United Nations on Wednesday accused China of widespread detentions of Uyghurs and other ethnic minorities in its Xinjiang province that “may constitute international crimes, in particular, crimes against humanity.”
Earlier on August 31 in Geneva, just before Michelle Bachelet, the UN high commissioner for human rights, was to step down from her position, a long-awaited report was made public. She received criticism for continually delaying the report’s release without providing any justification, confusing diplomats and human rights organisations. When Michelle Bachelet’s spokeswoman indicated in December that the report would be published in a matter of weeks, it did not materialise, furthering views of a United Nations leadership unwilling to confront China.
According to the report, “the extent of Uyghur and other primarily Muslim groups’ members’ arbitrary and discriminatory detention, pursuant to law and policy, in context of restrictions and deprivation more generally of fundamental rights enjoyed individually and collectively, may constitute international crimes, in particular crimes against humanity.”
The claims of sexual and gender-based violence, including rape, “are plausible and would in itself amount to acts of torture or other types of ill-treatment,” the UN report continued.
UN human rights experts have expressed grave concerns over the alleged imprisonment and forced labour of Muslim Uyghurs in China. They have demanded unrestricted entry to the nation for fact-finding missions and urged both domestic and foreign businesses to carefully examine their supply chains.

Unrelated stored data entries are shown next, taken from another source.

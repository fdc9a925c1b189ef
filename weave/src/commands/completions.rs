use std::io;

use clap::{Args, CommandFactory};
use eyre::Result;

use super::Cli;

#[derive(Args)]
pub struct CompletionsCommand {
    /// Shell to generate completions for
    shell: clap_complete::Shell,
}

impl CompletionsCommand {
    pub fn run(&self) -> Result<()> {
        let mut cmd = Cli::command();
        clap_complete::generate(self.shell, &mut cmd, "weave", &mut io::stdout());
        Ok(())
    }
}
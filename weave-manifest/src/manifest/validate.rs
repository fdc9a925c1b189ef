//! Validation of names found in weave.toml

use miette::SourceSpan;

use crate::{Error, Result, error::SourceContext};

/// Parsing and validation context that carries source information.
///
/// # Example
///
/// ```ignore
/// let ctx = ParseContext::new(src, "weave.toml");
/// ctx.validate_module_name("Experius", "vendor")?;
/// ```
#[derive(Debug, Clone)]
pub struct ParseContext<'a> {
    /// The raw TOML source content
    src: &'a str,
    /// The filename for error reporting
    filename: &'a str,
}

impl<'a> ParseContext<'a> {
    /// Create a new parse context with the given source and filename.
    pub fn new(src: &'a str, filename: &'a str) -> Self {
        Self { src, filename }
    }

    /// Get the source content.
    pub fn src(&self) -> &'a str {
        self.src
    }

    /// Find the span of a quoted string value in the source.
    pub fn find_span(&self, value: &str) -> Option<SourceSpan> {
        find_value_span(self.src, value)
    }

    fn invalid(&self, name: &str, kind: &str, reason: &str) -> Box<Error> {
        SourceContext::new(self.src, self.filename).invalid_identifier_error(
            name,
            kind,
            reason,
            self.find_span(name),
        )
    }

    /// Vendor and module names must be PascalCase identifiers.
    pub fn validate_module_name(&self, name: &str, kind: &str) -> Result<()> {
        match validate_pascal_case(name) {
            Some(reason) => Err(self.invalid(name, kind, reason)),
            None => Ok(()),
        }
    }

    /// Snippet names are lower snake_case.
    pub fn validate_snippet_name(&self, name: &str) -> Result<()> {
        match validate_snake_case(name) {
            Some(reason) => Err(self.invalid(name, "snippet", reason)),
            None => Ok(()),
        }
    }

    /// Parameter names are lower snake_case.
    pub fn validate_param_name(&self, name: &str) -> Result<()> {
        match validate_snake_case(name) {
            Some(reason) => Err(self.invalid(name, "parameter", reason)),
            None => Ok(()),
        }
    }
}

/// Find `"value"` in the TOML source and return the span of the value
/// without its quotes. Falls back to a bare occurrence (e.g. table keys).
pub(crate) fn find_value_span(src: &str, value: &str) -> Option<SourceSpan> {
    if value.is_empty() {
        return None;
    }
    if let Some(pos) = src.find(&format!("\"{value}\"")) {
        return Some(SourceSpan::from((pos + 1, value.len())));
    }
    src.find(value)
        .map(|pos| SourceSpan::from((pos, value.len())))
}

/// Returns None if valid, Some(reason) if invalid
pub(crate) fn validate_pascal_case(name: &str) -> Option<&'static str> {
    let mut chars = name.chars();
    match chars.next() {
        None => Some("name cannot be empty"),
        Some(c) if !c.is_ascii_uppercase() => Some("name must start with an upper case letter"),
        _ if !chars.all(|c| c.is_ascii_alphanumeric()) => {
            Some("name may only contain letters and digits")
        }
        _ => None,
    }
}

/// Returns None if valid, Some(reason) if invalid
pub(crate) fn validate_snake_case(name: &str) -> Option<&'static str> {
    let mut chars = name.chars();
    match chars.next() {
        None => Some("name cannot be empty"),
        Some(c) if !c.is_ascii_lowercase() => Some("name must start with a lower case letter"),
        _ if !chars.all(|c| c.is_ascii_lowercase() || c.is_ascii_digit() || c == '_') => {
            Some("name may only contain lower case letters, digits and underscores")
        }
        _ => None,
    }
}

Concern over the condition of Uyghur Muslims has been expressed by experts, and demands to boycott Chinese goods made in Xinjiang have been made in support of the cause.
Various watchdog organisations have also produced several publications with first-hand testimonies of impacted minorities, demonstrating Beijing’s direct participation in the crime against humanity.
Many organisations have called for a worldwide boycott of Chinese goods and have announced a diplomatic boycott of Chinese-hosted events.
China refuses to refute any proof, even in the face of accumulating evidence, and labels the charges as western propaganda.